06 May 2009

Thongmasters, brakechecks, and miracles of biblical proportions.

So I have a first (and last) date with this guy who i'm gonna call "The Thongmaster."

We met at Oasis.
He & I had talked for about three weeks before actually going on a date, and we got along like it was our job. I'm talking 5, 6 hour long conversations. I was into him. I spent all day getting ready for this date.

Date time comes. He picks me up around 6, and the plan is to head to dinner at Surin. Ok, so he isn't exactly as cute as I remember.. but.. he'll do.

In the car, i'm so nervous. I start making really awkward, rambling conversation. When this fails, I go to plan B.... and I decide to let him hear a mildly racist, possibly offensive ringtone that I had gotten that day from a mildy racist, always offensive friend. (I know how to keep it classy!)

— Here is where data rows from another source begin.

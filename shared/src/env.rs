//! Well-known environment variables consumed by mock processes, with defaults

pub const DATABASE_URL: &str = "DATABASE_URL";
pub const REDIS_URL: &str = "REDIS_URL";
pub const API_PORT: &str = "API_PORT";
pub const METRICS_PORT: &str = "METRICS_PORT";
pub const WORKER_CONCURRENCY: &str = "WORKER_CONCURRENCY";
pub const APP_CONFIG_PATH: &str = "APP_CONFIG_PATH";
pub const BATCH_INPUT_DIR: &str = "BATCH_INPUT_DIR";
pub const BATCH_OUTPUT_DIR: &str = "BATCH_OUTPUT_DIR";
pub const LOG_LEVEL: &str = "LOG_LEVEL";

pub const NOT_SET: &str = "not set";
pub const DEFAULT_API_PORT: u16 = 8080;
pub const DEFAULT_METRICS_PORT: u16 = 8081;
pub const DEFAULT_WORKER_CONCURRENCY: usize = 1;
pub const DEFAULT_BATCH_INPUT_DIR: &str = "/data/input";
pub const DEFAULT_BATCH_OUTPUT_DIR: &str = "/data/output";
pub const DEFAULT_LOG_LEVEL: &str = "info";

/// Variables whose values are connection strings and must be redacted in traces
pub const SECRET_VARS: [&str; 2] = [DATABASE_URL, REDIS_URL];

/// Default value of a well-known variable, rendered as text
pub fn default_value(name: &str) -> Option<String> {
    let value = match name {
        DATABASE_URL | REDIS_URL | APP_CONFIG_PATH => NOT_SET.to_string(),
        API_PORT => DEFAULT_API_PORT.to_string(),
        METRICS_PORT => DEFAULT_METRICS_PORT.to_string(),
        WORKER_CONCURRENCY => DEFAULT_WORKER_CONCURRENCY.to_string(),
        BATCH_INPUT_DIR => DEFAULT_BATCH_INPUT_DIR.to_string(),
        BATCH_OUTPUT_DIR => DEFAULT_BATCH_OUTPUT_DIR.to_string(),
        LOG_LEVEL => DEFAULT_LOG_LEVEL.to_string(),
        _ => return None,
    };
    Some(value)
}

pub fn is_secret(name: &str) -> bool {
    SECRET_VARS.contains(&name)
}
//! Test helpers for driving real supervised processes

use std::time::Duration;

use supervisor::{HostSupervisor, ProcessState, RealProcessLauncher, ShutdownReport, TraceBuffer};

use super::fixtures::TestFixtures;

pub struct TestHelpers;

impl TestHelpers {
    /// Supervisor spawning the mockproc binary built for this test run
    pub fn real_supervisor() -> HostSupervisor<RealProcessLauncher> {
        HostSupervisor::new(RealProcessLauncher::new(TestFixtures::mockproc_binary()))
            .with_readiness_timeout(Duration::from_secs(10))
    }

    /// Poll the captured output of `name` until a line contains `needle`
    pub async fn wait_for_trace(supervisor: &HostSupervisor<RealProcessLauncher>, name: &str, needle: &str) -> bool {
        for _ in 0..50 {
            let lines = supervisor.trace(name).unwrap_or_default();
            if lines.iter().any(|line| line.contains(needle)) {
                return true;
            }
            tokio::time::sleep(Duration::from_millis(100)).await;
        }
        false
    }

    /// Poll a trace buffer until a line contains `needle`
    pub async fn trace_has(trace: &TraceBuffer, needle: &str) -> bool {
        for _ in 0..20 {
            if trace.lines().iter().any(|line| line.contains(needle)) {
                return true;
            }
            tokio::time::sleep(Duration::from_millis(50)).await;
        }
        false
    }

    pub async fn get(url: &str) -> (u16, String) {
        let response = reqwest::get(url).await.unwrap();
        let status = response.status().as_u16();
        (status, response.text().await.unwrap())
    }

    pub fn assert_all_exited_cleanly(report: &ShutdownReport) {
        for process in &report.processes {
            assert_eq!(
                process.state,
                ProcessState::Exited(0),
                "{} did not exit cleanly",
                process.name
            );
        }
    }
}
//! Mock workload processes for the host simulator
//!
//! Each [`ProcessKind`](shared::ProcessKind) is implemented by a
//! [`RuntimeAdapter`]; [`runtime::run`] is the process entrypoint.

pub mod adapters;
pub mod config;
pub mod error;
pub mod runtime;
pub mod signals;
pub mod traits;

pub use adapters::adapter_for;
pub use config::{RuntimeConfig, Setting, Source};
pub use error::{MockError, MockResult};
pub use runtime::{MockArgs, run};
pub use traits::{RuntimeAdapter, RuntimeContext, SignalPolicy};
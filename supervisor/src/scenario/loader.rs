//! JSON scenario parsing and resolution into [`ScenarioDescriptor`]

use serde::Deserialize;
use std::collections::BTreeMap;
use std::path::{Path, PathBuf};

use shared::{EntrypointSpec, PortSpec, ProcessKind, ProcessSpec};

use super::{ScenarioDescriptor, validation};
use crate::error::ValidationError;

#[derive(Debug, Deserialize)]
#[serde(deny_unknown_fields)]
struct RawScenario {
    id: String,
    #[serde(default)]
    description: Option<String>,
    #[serde(default)]
    env: BTreeMap<String, String>,
    #[serde(default)]
    processes: Vec<RawProcess>,
}

#[derive(Debug, Deserialize)]
#[serde(deny_unknown_fields)]
struct RawProcess {
    #[serde(default)]
    name: String,
    kind: String,
    #[serde(default)]
    ports: Vec<RawPort>,
    #[serde(default)]
    env: BTreeMap<String, String>,
    #[serde(default)]
    env_file: Option<PathBuf>,
    #[serde(default)]
    entrypoint: EntrypointSpec,
}

#[derive(Debug, Deserialize)]
#[serde(deny_unknown_fields)]
struct RawPort {
    #[serde(default)]
    name: Option<String>,
    number: i64,
}

pub fn load_file(path: &Path) -> Result<ScenarioDescriptor, ValidationError> {
    let json = std::fs::read_to_string(path).map_err(|e| ValidationError::Unreadable {
        path: path.display().to_string(),
        message: e.to_string(),
    })?;
    let base_dir = path.parent().unwrap_or_else(|| Path::new("."));
    parse_str(&json, base_dir)
}

pub fn parse_str(json: &str, base_dir: &Path) -> Result<ScenarioDescriptor, ValidationError> {
    let raw: RawScenario = serde_json::from_str(json).map_err(|e| ValidationError::malformed(e.to_string()))?;

    if raw.id.trim().is_empty() {
        return Err(ValidationError::EmptyId);
    }
    if raw.processes.is_empty() {
        return Err(ValidationError::EmptyScenario { id: raw.id });
    }

    let processes = raw
        .processes
        .into_iter()
        .enumerate()
        .map(|(index, process)| resolve_process(index, process, &raw.env, base_dir))
        .collect::<Result<Vec<_>, _>>()?;

    validation::check_unique_names(&processes)?;
    validation::check_port_collisions(&processes)?;

    Ok(ScenarioDescriptor {
        id: raw.id,
        description: raw.description,
        env: raw.env,
        processes,
    })
}

fn resolve_process(
    index: usize,
    raw: RawProcess,
    shared_env: &BTreeMap<String, String>,
    base_dir: &Path,
) -> Result<ProcessSpec, ValidationError> {
    if raw.name.trim().is_empty() {
        return Err(ValidationError::EmptyName { index });
    }
    let name = raw.name;

    let kind: ProcessKind = raw.kind.parse().map_err(|_| ValidationError::UnknownKind {
        process: name.clone(),
        kind: raw.kind.clone(),
    })?;

    // shared < env_file < per-process
    let mut env = shared_env.clone();
    if let Some(env_file) = &raw.env_file {
        env.extend(read_env_file(&name, &base_dir.join(env_file))?);
    }
    env.extend(raw.env);

    validation::check_entrypoint(&name, &raw.entrypoint)?;
    let ports = resolve_ports(&name, kind, raw.ports, &env)?;

    Ok(ProcessSpec {
        name,
        kind,
        ports,
        env,
        entrypoint: raw.entrypoint,
    })
}

fn read_env_file(process: &str, path: &Path) -> Result<Vec<(String, String)>, ValidationError> {
    let env_file_error = |message: String| ValidationError::EnvFile {
        process: process.to_string(),
        path: path.display().to_string(),
        message,
    };

    dotenv::from_path_iter(path)
        .map_err(|e| env_file_error(e.to_string()))?
        .collect::<Result<Vec<_>, _>>()
        .map_err(|e| env_file_error(e.to_string()))
}

fn parse_port(process: &str, raw: &str) -> Result<u16, ValidationError> {
    raw.trim()
        .parse::<u16>()
        .ok()
        .filter(|port| *port != 0)
        .ok_or_else(|| ValidationError::invalid_port(process, raw))
}

/// Effective ports: declared ones, else the kind's env variable, else its default
fn resolve_ports(
    process: &str,
    kind: ProcessKind,
    declared: Vec<RawPort>,
    env: &BTreeMap<String, String>,
) -> Result<Vec<PortSpec>, ValidationError> {
    let expected = kind.port_count();
    let count_error = |found: usize| ValidationError::PortCount {
        process: process.to_string(),
        kind,
        expected,
        found,
    };

    if declared.is_empty() && expected > 0 {
        let number = match kind.port_env_var().and_then(|var| env.get(var)) {
            Some(raw) => parse_port(process, raw)?,
            None => kind.default_port().ok_or_else(|| count_error(0))?,
        };
        return Ok(vec![PortSpec::new(kind.default_port_name(), number)]);
    }

    if declared.len() != expected {
        return Err(count_error(declared.len()));
    }

    declared
        .into_iter()
        .map(|port| {
            let number = u16::try_from(port.number)
                .ok()
                .filter(|n| *n != 0)
                .ok_or_else(|| ValidationError::invalid_port(process, port.number))?;
            let name = port.name.unwrap_or_else(|| kind.default_port_name().to_string());
            Ok(PortSpec::new(name, number))
        })
        .collect()
}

To understand it, you need to see it. He heard the audio of what you are about to watch.

ps. You have to listen to the audio, or you won't understand the rest of the blog.



We had a good laugh about it. We talked about speech impediments. He made me play it for him three times.
Once we got to the restaurant, I was still feeling those first date jitters and said to myself, "Self, it's time to silence these jitters FOR GOOD. Down the hatch!" I popped a xanax and I started to drink. A LOT of wine. He drank two glasses. We had three bottles. That put me at about... oh, I dont know.. drunk.

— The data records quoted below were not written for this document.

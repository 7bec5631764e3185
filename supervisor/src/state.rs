//! Observable lifecycle state of supervised processes

use serde::Serialize;
use std::fmt;

use shared::ProcessKind;

/// Lifecycle of one supervised process
#[derive(Debug, Clone, PartialEq, Eq, Serialize)]
#[serde(rename_all = "snake_case")]
pub enum ProcessState {
    Starting,
    Running,
    Stopping,
    /// Exited on its own or after SIGTERM
    Exited(i32),
    /// Killed after the graceful deadline
    ForcedExit(i32),
    /// Never became ready, or could not be stopped
    Failed(String),
}

impl ProcessState {
    pub fn is_terminal(&self) -> bool {
        matches!(
            self,
            ProcessState::Exited(_) | ProcessState::ForcedExit(_) | ProcessState::Failed(_)
        )
    }

    pub fn exit_code(&self) -> Option<i32> {
        match self {
            ProcessState::Exited(code) | ProcessState::ForcedExit(code) => Some(*code),
            _ => None,
        }
    }
}

impl fmt::Display for ProcessState {
    fn fmt(&self, f: &mut fmt::Formatter<'_>) -> fmt::Result {
        match self {
            ProcessState::Starting => write!(f, "starting"),
            ProcessState::Running => write!(f, "running"),
            ProcessState::Stopping => write!(f, "stopping"),
            ProcessState::Exited(code) => write!(f, "exited ({code})"),
            ProcessState::ForcedExit(code) => write!(f, "forced exit ({code})"),
            ProcessState::Failed(reason) => write!(f, "failed: {reason}"),
        }
    }
}

/// Point-in-time view of one process
#[derive(Debug, Clone, PartialEq, Eq, Serialize)]
pub struct ProcessStatus {
    pub name: String,
    pub kind: ProcessKind,
    pub pid: Option<u32>,
    pub state: ProcessState,
    pub bound_ports: Vec<u16>,
}

/// Final status of every process after shutdown, in descriptor order
#[derive(Debug, Clone, PartialEq, Eq, Serialize)]
pub struct ShutdownReport {
    pub processes: Vec<ProcessStatus>,
}

impl ShutdownReport {
    /// Every process exited on its own with code 0
    pub fn all_graceful(&self) -> bool {
        self.processes.iter().all(|p| p.state == ProcessState::Exited(0))
    }

    pub fn forced(&self) -> Vec<&ProcessStatus> {
        self.processes
            .iter()
            .filter(|p| matches!(p.state, ProcessState::ForcedExit(_)))
            .collect()
    }

    pub fn get(&self, name: &str) -> Option<&ProcessStatus> {
        self.processes.iter().find(|p| p.name == name)
    }
}

#[cfg(test)]
mod tests {
    use super::*;

    fn status(name: &str, state: ProcessState) -> ProcessStatus {
        ProcessStatus {
            name: name.to_string(),
            kind: ProcessKind::Worker,
            pid: Some(1),
            state,
            bound_ports: vec![],
        }
    }

    #[test]
    fn test_terminal_states() {
        assert!(!ProcessState::Running.is_terminal());
        assert!(!ProcessState::Stopping.is_terminal());
        assert!(ProcessState::Exited(0).is_terminal());
        assert!(ProcessState::ForcedExit(137).is_terminal());
        assert!(ProcessState::Failed("gone".to_string()).is_terminal());
    }

    #[test]
    fn test_report_classification() {
        let report = ShutdownReport {
            processes: vec![
                status("api", ProcessState::Exited(0)),
                status("batch", ProcessState::ForcedExit(137)),
            ],
        };

        assert!(!report.all_graceful());
        assert_eq!(report.forced().len(), 1);
        assert_eq!(report.get("batch").unwrap().state.exit_code(), Some(137));
    }

    #[test]
    fn test_state_serialization() {
        assert_eq!(serde_json::to_string(&ProcessState::Running).unwrap(), r#""running""#);
        assert_eq!(
            serde_json::to_string(&ProcessState::ForcedExit(137)).unwrap(),
            r#"{"forced_exit":137}"#
        );
    }
}
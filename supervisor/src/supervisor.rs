//! Host Supervisor: runs one scenario as a set of isolated OS processes
//!
//! Processes are launched in descriptor order and awaited for readiness
//! concurrently under a single deadline. Shutdown fans SIGTERM out to every
//! live process, fans exit observation back in, and escalates to SIGKILL for
//! whatever is left when the deadline passes.

use futures_util::future::join_all;
use nix::sys::signal::Signal;
use std::time::Duration;
use tokio::time::{Instant, timeout, timeout_at};
use uuid::Uuid;

use shared::{
    ProcessId, ProcessSpec, ReadyReport, logging, process_debug, process_error, process_info,
    process_warn,
};

use crate::error::{StartupFailure, SupervisorError, SupervisorResult};
use crate::scenario::ScenarioDescriptor;
use crate::services::TraceBuffer;
use crate::state::{ProcessState, ProcessStatus, ShutdownReport};
use crate::traits::{ChildProcess, Launched, ProcessLauncher, ReadySignal};

pub const DEFAULT_READINESS_TIMEOUT: Duration = Duration::from_secs(10);
pub const DEFAULT_SHUTDOWN_TIMEOUT: Duration = Duration::from_secs(5);

/// How long a SIGKILLed process may take to be reaped
pub const KILL_GRACE: Duration = Duration::from_secs(2);

/// Graceful deadline for processes torn down after a failed start
pub const STARTUP_TEARDOWN_TIMEOUT: Duration = Duration::from_secs(2);

/// Supervisor-owned runtime state of one process
pub struct ProcessHandle {
    spec: ProcessSpec,
    pid: Option<u32>,
    state: ProcessState,
    bound_ports: Vec<u16>,
    /// Present until the process has been reaped
    child: Option<Box<dyn ChildProcess>>,
    ready: Option<ReadySignal>,
    trace: TraceBuffer,
    startup_failure: Option<StartupFailure>,
}

impl ProcessHandle {
    fn launched(spec: ProcessSpec, launched: Launched) -> Self {
        Self {
            pid: launched.child.pid(),
            spec,
            state: ProcessState::Starting,
            bound_ports: Vec::new(),
            child: Some(launched.child),
            ready: Some(launched.ready),
            trace: launched.trace,
            startup_failure: None,
        }
    }

    fn spawn_failed(spec: ProcessSpec, failure: StartupFailure) -> Self {
        Self {
            spec,
            pid: None,
            state: ProcessState::Failed(failure.to_string()),
            bound_ports: Vec::new(),
            child: None,
            ready: None,
            trace: TraceBuffer::default(),
            startup_failure: Some(failure),
        }
    }

    pub fn name(&self) -> &str {
        &self.spec.name
    }

    pub fn status(&self) -> ProcessStatus {
        ProcessStatus {
            name: self.spec.name.clone(),
            kind: self.spec.kind,
            pid: self.pid,
            state: self.state.clone(),
            bound_ports: self.bound_ports.clone(),
        }
    }

    fn mark_ready(&mut self, report: ReadyReport) {
        process_debug!(
            ProcessId::current(),
            "{} ready (PID: {}) ports: {:?}",
            self.spec.name,
            report.pid,
            report.ports
        );
        self.bound_ports = report.ports;
        self.state = ProcessState::Running;
    }

    fn mark_failed(&mut self, failure: StartupFailure) {
        self.state = ProcessState::Failed(failure.to_string());
        self.startup_failure = Some(failure);
    }

    /// Record a terminal observation unless a startup failure is already recorded
    fn record_exit(&mut self, observed: ProcessState) {
        if self.startup_failure.is_none() {
            self.state = observed;
        }
    }

    fn verify_ports(&self, report: ReadyReport) -> Result<ReadyReport, StartupFailure> {
        let expected = self.spec.port_numbers();
        if report.ports == expected {
            Ok(report)
        } else {
            Err(StartupFailure::PortMismatch {
                expected,
                reported: report.ports,
            })
        }
    }

    fn send_signal(&self, signal: Signal) {
        if let Some(child) = &self.child {
            if let Err(e) = child.signal(signal) {
                logging::log_error(ProcessId::current(), &format!("Sending {signal} to {}", self.spec.name), &e);
            }
        }
    }

    /// Non-blocking liveness check; records an exit observed since the last poll
    fn poll_exit(&mut self) {
        let Some(child) = self.child.as_mut() else {
            return;
        };
        match child.try_wait() {
            Ok(Some(code)) => {
                self.child = None;
                if self.state == ProcessState::Running {
                    process_warn!(
                        ProcessId::current(),
                        "{} exited unexpectedly with code {}",
                        self.spec.name,
                        code
                    );
                }
                self.record_exit(ProcessState::Exited(code));
            }
            Ok(None) => {}
            Err(e) => logging::log_error(ProcessId::current(), &format!("Polling {}", self.spec.name), &e),
        }
    }

    /// Wait for the first readiness marker, or find out why there is none
    async fn await_ready(&mut self, deadline: Instant, readiness_timeout: Duration) {
        let Some(ready) = self.ready.take() else {
            return;
        };
        let timed_out = StartupFailure::Timeout {
            timeout: readiness_timeout,
        };

        let outcome = match timeout_at(deadline, ready).await {
            Err(_) => Err(timed_out),
            Ok(Ok(Ok(report))) => self.verify_ports(report),
            Ok(Ok(Err(e))) => Err(StartupFailure::MalformedMarker { message: e.to_string() }),
            // stdout closed without a marker: the process is going away
            Ok(Err(_)) => Err(self.await_early_exit(deadline).await.unwrap_or(timed_out)),
        };

        match outcome {
            Ok(report) => self.mark_ready(report),
            Err(failure) => {
                process_warn!(ProcessId::current(), "{} did not become ready: {}", self.spec.name, failure);
                self.mark_failed(failure);
            }
        }
    }

    /// Reap a process that closed stdout early; `None` if it is still running at `deadline`
    async fn await_early_exit(&mut self, deadline: Instant) -> Option<StartupFailure> {
        let child = self.child.as_mut()?;
        let waited = timeout_at(deadline, child.wait()).await.ok()?;
        self.child = None;

        Some(match waited {
            Ok(shared::EXIT_PORT_UNAVAILABLE) => StartupFailure::PortUnavailable,
            Ok(code) => StartupFailure::EarlyExit { code },
            Err(e) => StartupFailure::Lost { message: e.to_string() },
        })
    }

    /// Wait up to `grace` for exit after SIGTERM, then SIGKILL and reap
    async fn await_exit(&mut self, grace: Duration) {
        let Some(mut child) = self.child.take() else {
            return;
        };

        let observed = match timeout(grace, child.wait()).await {
            Ok(Ok(code)) => ProcessState::Exited(code),
            Ok(Err(e)) => ProcessState::Failed(e.to_string()),
            Err(_) => {
                process_warn!(
                    ProcessId::current(),
                    "{} still running after {:?}, sending SIGKILL",
                    self.spec.name,
                    grace
                );
                if let Err(e) = child.signal(Signal::SIGKILL) {
                    logging::log_error(ProcessId::current(), &format!("Killing {}", self.spec.name), &e);
                }
                match timeout(KILL_GRACE, child.wait()).await {
                    Ok(Ok(code)) => ProcessState::ForcedExit(code),
                    Ok(Err(e)) => ProcessState::Failed(e.to_string()),
                    Err(_) => ProcessState::Failed(format!("not reaped within {KILL_GRACE:?} of SIGKILL")),
                }
            }
        };

        process_debug!(ProcessId::current(), "{} stopped: {}", self.spec.name, observed);
        self.record_exit(observed);
    }
}

/// Launches, observes and stops the processes of one scenario run
pub struct HostSupervisor<L: ProcessLauncher> {
    launcher: L,
    run_id: Uuid,
    readiness_timeout: Duration,
    scenario_id: Option<String>,
    handles: Vec<ProcessHandle>,
}

impl<L: ProcessLauncher> HostSupervisor<L> {
    pub fn new(launcher: L) -> Self {
        Self {
            launcher,
            run_id: Uuid::new_v4(),
            readiness_timeout: DEFAULT_READINESS_TIMEOUT,
            scenario_id: None,
            handles: Vec::new(),
        }
    }

    /// Configure readiness deadline (fluent API)
    pub fn with_readiness_timeout(mut self, readiness_timeout: Duration) -> Self {
        self.readiness_timeout = readiness_timeout;
        self
    }

    pub fn run_id(&self) -> Uuid {
        self.run_id
    }

    /// Launch every process of `scenario` and wait until all are ready
    ///
    /// On failure every started process is torn down before the error naming
    /// the first unready process (in descriptor order) is returned.
    /// Processes are registered as soon as they are launched, so if this
    /// future is dropped early a later `shutdown` still reaches them.
    pub async fn start(&mut self, scenario: &ScenarioDescriptor) -> SupervisorResult<Vec<ProcessStatus>> {
        if let Some(scenario) = &self.scenario_id {
            return Err(SupervisorError::AlreadyStarted {
                scenario: scenario.clone(),
            });
        }
        self.scenario_id = Some(scenario.id.clone());

        process_info!(
            ProcessId::current(),
            run_id = %self.run_id,
            "Starting scenario '{}' with {} processes",
            scenario.id,
            scenario.processes.len()
        );

        for spec in &scenario.processes {
            let handle = match self.launcher.launch(spec).await {
                Ok(launched) => ProcessHandle::launched(spec.clone(), launched),
                Err(e) => {
                    logging::log_error(ProcessId::current(), &format!("Launching {}", spec.name), &e);
                    ProcessHandle::spawn_failed(spec.clone(), StartupFailure::Spawn { message: e.to_string() })
                }
            };
            self.handles.push(handle);
        }

        let deadline = Instant::now() + self.readiness_timeout;
        let readiness_timeout = self.readiness_timeout;
        join_all(
            self.handles
                .iter_mut()
                .map(|handle| handle.await_ready(deadline, readiness_timeout)),
        )
        .await;

        let first_failure = self.handles.iter().find_map(|handle| {
            handle
                .startup_failure
                .clone()
                .map(|reason| (handle.spec.name.clone(), reason))
        });

        if let Some((process, reason)) = first_failure {
            process_error!(
                ProcessId::current(),
                run_id = %self.run_id,
                "Scenario '{}' failed to start: {} {}",
                scenario.id,
                process,
                reason
            );
            self.stop_all(STARTUP_TEARDOWN_TIMEOUT).await;
            return Err(SupervisorError::Startup { process, reason });
        }

        logging::log_success(
            ProcessId::current(),
            &format!("All {} processes of '{}' ready", self.handles.len(), scenario.id),
        );
        Ok(self.status())
    }

    /// Stop every live process within `timeout` plus the kill grace
    pub async fn shutdown(&mut self, timeout: Duration) -> ShutdownReport {
        logging::log_shutdown(
            ProcessId::current(),
            &format!("stopping {} processes (timeout {:?})", self.live_count(), timeout),
        );
        self.stop_all(timeout).await;

        let report = ShutdownReport {
            processes: self.status(),
        };
        process_info!(
            ProcessId::current(),
            run_id = %self.run_id,
            "Shutdown complete: all graceful: {}, forced: {}",
            report.all_graceful(),
            report.forced().len()
        );
        report
    }

    /// Current state of every process, in descriptor order
    pub fn status(&self) -> Vec<ProcessStatus> {
        self.handles.iter().map(ProcessHandle::status).collect()
    }

    /// Poll liveness without blocking and record unexpected exits
    pub fn refresh(&mut self) {
        for handle in &mut self.handles {
            handle.poll_exit();
        }
    }

    /// Captured output lines of the named process
    pub fn trace(&self, name: &str) -> Option<Vec<String>> {
        self.handles
            .iter()
            .find(|handle| handle.name() == name)
            .map(|handle| handle.trace.lines())
    }

    /// Number of processes not yet reaped
    pub fn live_count(&self) -> usize {
        self.handles.iter().filter(|handle| handle.child.is_some()).count()
    }

    async fn stop_all(&mut self, grace: Duration) {
        self.refresh();

        let mut live: Vec<&mut ProcessHandle> = self
            .handles
            .iter_mut()
            .filter(|handle| handle.child.is_some())
            .collect();

        for handle in live.iter_mut() {
            handle.send_signal(Signal::SIGTERM);
            if !handle.state.is_terminal() {
                handle.state = ProcessState::Stopping;
            }
        }

        join_all(live.into_iter().map(|handle| handle.await_exit(grace))).await;
    }
}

Needless to say, I was shithoused and it wasnt even 8 p.m. But, the date was actually going well (I thought). We were laughing (in hindsight, I was laughing.. a lot.. loudly) and making good conversation. He noticed the bracelet I was wearing. Its just a plain old orange and brown wooded bracelet that I love more than a human baby. No big deal.
I had told him earlier in the week that said bracelet was broken.

Thongmaster: "Ahhh, you got your bracelet fixed!"
Me: "Yeah! My grandmother restrung it for me!"
TM: "Oh, so you're telling me she "wiggle-rigged" it."

At this, I laugh. What a clever, snarky date I have. I get it. He's going with the ringtone... he's substituting wiggle for.... something else.. hardee har har.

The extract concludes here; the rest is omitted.